• **Data items**:
--------------------------------------------------

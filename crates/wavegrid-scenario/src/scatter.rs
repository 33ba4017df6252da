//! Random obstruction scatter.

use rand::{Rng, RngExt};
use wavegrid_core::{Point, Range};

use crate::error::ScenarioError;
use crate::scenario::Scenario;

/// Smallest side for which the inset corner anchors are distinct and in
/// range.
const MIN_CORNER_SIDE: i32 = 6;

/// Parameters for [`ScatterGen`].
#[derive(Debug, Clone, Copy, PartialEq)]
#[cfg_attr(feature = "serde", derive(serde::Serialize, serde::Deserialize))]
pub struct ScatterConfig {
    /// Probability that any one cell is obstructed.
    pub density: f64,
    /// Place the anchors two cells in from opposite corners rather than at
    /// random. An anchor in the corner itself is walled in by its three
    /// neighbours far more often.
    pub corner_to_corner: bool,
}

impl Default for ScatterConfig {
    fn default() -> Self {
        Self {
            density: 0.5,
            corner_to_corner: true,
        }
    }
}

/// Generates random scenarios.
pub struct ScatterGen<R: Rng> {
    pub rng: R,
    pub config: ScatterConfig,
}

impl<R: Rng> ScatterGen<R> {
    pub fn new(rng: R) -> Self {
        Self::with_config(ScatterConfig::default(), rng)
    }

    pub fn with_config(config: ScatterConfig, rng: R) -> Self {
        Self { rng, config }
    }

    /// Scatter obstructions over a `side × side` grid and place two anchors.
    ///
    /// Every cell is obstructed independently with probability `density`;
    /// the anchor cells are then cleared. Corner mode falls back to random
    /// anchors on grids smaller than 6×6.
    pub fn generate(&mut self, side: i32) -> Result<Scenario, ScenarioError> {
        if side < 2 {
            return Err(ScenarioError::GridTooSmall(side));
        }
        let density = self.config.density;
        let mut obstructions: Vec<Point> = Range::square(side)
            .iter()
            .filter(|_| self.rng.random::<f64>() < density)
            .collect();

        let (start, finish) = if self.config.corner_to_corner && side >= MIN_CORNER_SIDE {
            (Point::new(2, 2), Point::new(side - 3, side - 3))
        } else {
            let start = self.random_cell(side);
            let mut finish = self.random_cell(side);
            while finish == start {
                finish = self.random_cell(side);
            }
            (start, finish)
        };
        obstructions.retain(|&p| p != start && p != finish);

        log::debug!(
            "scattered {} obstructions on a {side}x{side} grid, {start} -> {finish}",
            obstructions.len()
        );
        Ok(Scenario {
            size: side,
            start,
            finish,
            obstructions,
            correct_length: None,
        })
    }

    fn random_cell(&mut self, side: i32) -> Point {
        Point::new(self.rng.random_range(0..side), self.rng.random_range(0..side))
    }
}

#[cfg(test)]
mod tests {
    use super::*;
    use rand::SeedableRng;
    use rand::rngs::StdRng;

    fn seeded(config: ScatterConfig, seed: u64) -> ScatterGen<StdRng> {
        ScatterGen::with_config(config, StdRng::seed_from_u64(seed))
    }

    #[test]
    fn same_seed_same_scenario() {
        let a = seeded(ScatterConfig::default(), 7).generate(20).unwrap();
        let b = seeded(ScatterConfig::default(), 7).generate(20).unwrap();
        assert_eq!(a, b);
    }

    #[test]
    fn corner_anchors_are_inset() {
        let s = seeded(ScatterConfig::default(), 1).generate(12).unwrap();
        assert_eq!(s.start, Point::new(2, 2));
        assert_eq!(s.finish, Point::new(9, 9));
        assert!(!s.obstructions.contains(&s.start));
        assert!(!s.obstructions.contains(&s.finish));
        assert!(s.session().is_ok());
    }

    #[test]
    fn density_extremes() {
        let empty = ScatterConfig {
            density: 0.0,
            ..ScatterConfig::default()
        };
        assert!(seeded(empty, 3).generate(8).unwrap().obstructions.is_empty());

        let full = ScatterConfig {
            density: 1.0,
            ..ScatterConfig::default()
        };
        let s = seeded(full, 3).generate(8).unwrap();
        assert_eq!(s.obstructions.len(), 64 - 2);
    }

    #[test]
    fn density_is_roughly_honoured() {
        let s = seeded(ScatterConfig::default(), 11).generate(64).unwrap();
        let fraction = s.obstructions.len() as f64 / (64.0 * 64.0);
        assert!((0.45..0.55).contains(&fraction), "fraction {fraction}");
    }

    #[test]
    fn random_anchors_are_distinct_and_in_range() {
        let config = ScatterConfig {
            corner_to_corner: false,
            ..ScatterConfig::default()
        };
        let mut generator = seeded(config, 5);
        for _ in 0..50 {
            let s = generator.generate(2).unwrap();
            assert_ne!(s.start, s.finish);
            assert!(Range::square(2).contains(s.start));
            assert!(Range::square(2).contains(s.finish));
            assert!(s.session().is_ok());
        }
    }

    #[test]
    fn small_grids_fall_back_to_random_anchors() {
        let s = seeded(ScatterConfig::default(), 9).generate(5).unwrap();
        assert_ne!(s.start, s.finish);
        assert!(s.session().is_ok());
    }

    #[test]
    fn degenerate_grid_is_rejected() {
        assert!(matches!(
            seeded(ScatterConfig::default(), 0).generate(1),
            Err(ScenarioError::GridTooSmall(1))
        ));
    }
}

--------------------------------------------------

A verbatim copy of every entry is needed.

• **OUTPUT OF THE EXERCISE**:
filename crates/wavegrid-scenario/src/scatter.rs
repository 33ba4017df6252da
//! Random obstruction scatter.

use rand::{Rng, RngExt};
use wavegrid_core::{Point, Range};

use crate::error::ScenarioError;
use crate::scenario::Scenario;

/// Smallest side for which the inset corner anchors are distinct and in
/// range.
const MIN_CORNER_SIDE: i32 = 6;

/// Parameters for [`ScatterGen`].
#[derive(Debug, Clone, Copy, PartialEq)]
#[cfg_attr(feature = "serde", derive(serde::Serialize, serde::Deserialize))]
pub struct ScatterConfig {
    /// Probability that any one cell is obstructed.
    pub density: f64,
    /// Place the anchors two cells in from opposite corners rather than at
    /// random. An anchor in the corner itself is walled in by its three
    /// neighbours far more often.
    pub corner_to_corner: bool,
}

impl Default for ScatterConfig {
    fn default() -> Self {
        Self {
            density: 0.5,
            corner_to_corner: true,
        }
    }
}

/// Generates random scenarios.
pub struct ScatterGen<R: Rng> {
    pub rng: R,
    pub config: ScatterConfig,
}

impl<R: Rng> ScatterGen<R> {
    pub fn new(rng: R) -> Self {
        Self::with_config(ScatterConfig::default(), rng)
    }

    pub fn with_config(config: ScatterConfig, rng: R) -> Self {
        Self { rng, config }
    }

    /// Scatter obstructions over a `side × side` grid and place two anchors.
    ///
    /// Every cell is obstructed independently with probability `density`;
    /// the anchor cells are then cleared. Corner mode falls back to random
    /// anchors on grids smaller than 6×6.
    pub fn generate(&mut self, side: i32) -> Result<Scenario, ScenarioError> {
        if side < 2 {
            return Err(ScenarioError::GridTooSmall(side));
        }
        let density = self.config.density;
        let mut obstructions: Vec<Point> = Range::square(side)
            .iter()
            .filter(|_| self.rng.random::<f64>() < density)
            .collect();

        let (start, finish) = if self.config.corner_to_corner && side >= MIN_CORNER_SIDE {
            (Point::new(2, 2), Point::new(side - 3, side - 3))
        } else {
            let start = self.random_cell(side);
            let mut finish = self.random_cell(side);
            while finish == start {
                finish = self.random_cell(side);
            }
            (start, finish)
        };
        obstructions.retain(|&p| p != start && p != finish);

        log::debug!(
            "scattered {} obstructions on a {side}x{side} grid, {start} -> {finish}",
            obstructions.len()
        );
        Ok(Scenario {
            size: side,
            start,
            finish,
            obstructions,
            correct_length: None,
        })
    }

    fn random_cell(&mut self, side: i32) -> Point {
        Point::new(self.rng.random_range(0..side), self.rng.random_range(0..side))
    }
}

#[cfg(test)]
mod tests {
    use super::*;
    use rand::SeedableRng;
    use rand::rngs::StdRng;

    fn seeded(config: ScatterConfig, seed: u64) -> ScatterGen<StdRng> {
        ScatterGen::with_config(config, StdRng::seed_from_u64(seed))
    }

    #[test]
    fn same_seed_same_scenario() {
        let a = seeded(ScatterConfig::default(), 7).generate(20).unwrap();
        let b = seeded(ScatterConfig::default(), 7).generate(20).unwrap();
        assert_eq!(a, b);
    }

    #[test]
    fn corner_anchors_are_inset() {
        let s = seeded(ScatterConfig::default(), 1).generate(12).unwrap();
        assert_eq!(s.start, Point::new(2, 2));
        assert_eq!(s.finish, Point::new(9, 9));
        assert!(!s.obstructions.contains(&s.start));
        assert!(!s.obstructions.contains(&s.finish));
        assert!(s.session().is_ok());
    }

    #[test]
    fn density_extremes() {
        let empty = ScatterConfig {
            density: 0.0,
            ..ScatterConfig::default()
        };
        assert!(seeded(empty, 3).generate(8).unwrap().obstructions.is_empty());

        let full = ScatterConfig {
            density: 1.0,
            ..ScatterConfig::default()
        };
        let s = seeded(full, 3).generate(8).unwrap();
        assert_eq!(s.obstructions.len(), 64 - 2);
    }

    #[test]
    fn density_is_roughly_honoured() {
        let s = seeded(ScatterConfig::default(), 11).generate(64).unwrap();
        let fraction = s.obstructions.len() as f64 / (64.0 * 64.0);
        assert!((0.45..0.55).contains(&fraction), "fraction {fraction}");
    }

    #[test]
    fn random_anchors_are_distinct_and_in_range() {
        let config = ScatterConfig {
            corner_to_corner: false,
            ..ScatterConfig::default()
        };
        let mut generator = seeded(config, 5);
        for _ in 0..50 {
            let s = generator.generate(2).unwrap();
            assert_ne!(s.start, s.finish);
            assert!(Range::square(2).contains(s.start));
            assert!(Range::square(2).contains(s.finish));
            assert!(s.session().is_ok());
        }
    }

    #[test]
    fn small_grids_fall_back_to_random_anchors() {
        let s = seeded(ScatterConfig::default(), 9).generate(5).unwrap();
        assert_ne!(s.start, s.finish);
        assert!(s.session().is_ok());
    }

    #[test]
    fn degenerate_grid_is_rejected() {
        assert!(matches!(
            seeded(ScatterConfig::default(), 0).generate(1),
            Err(ScenarioError::GridTooSmall(1))
        ));
    }
}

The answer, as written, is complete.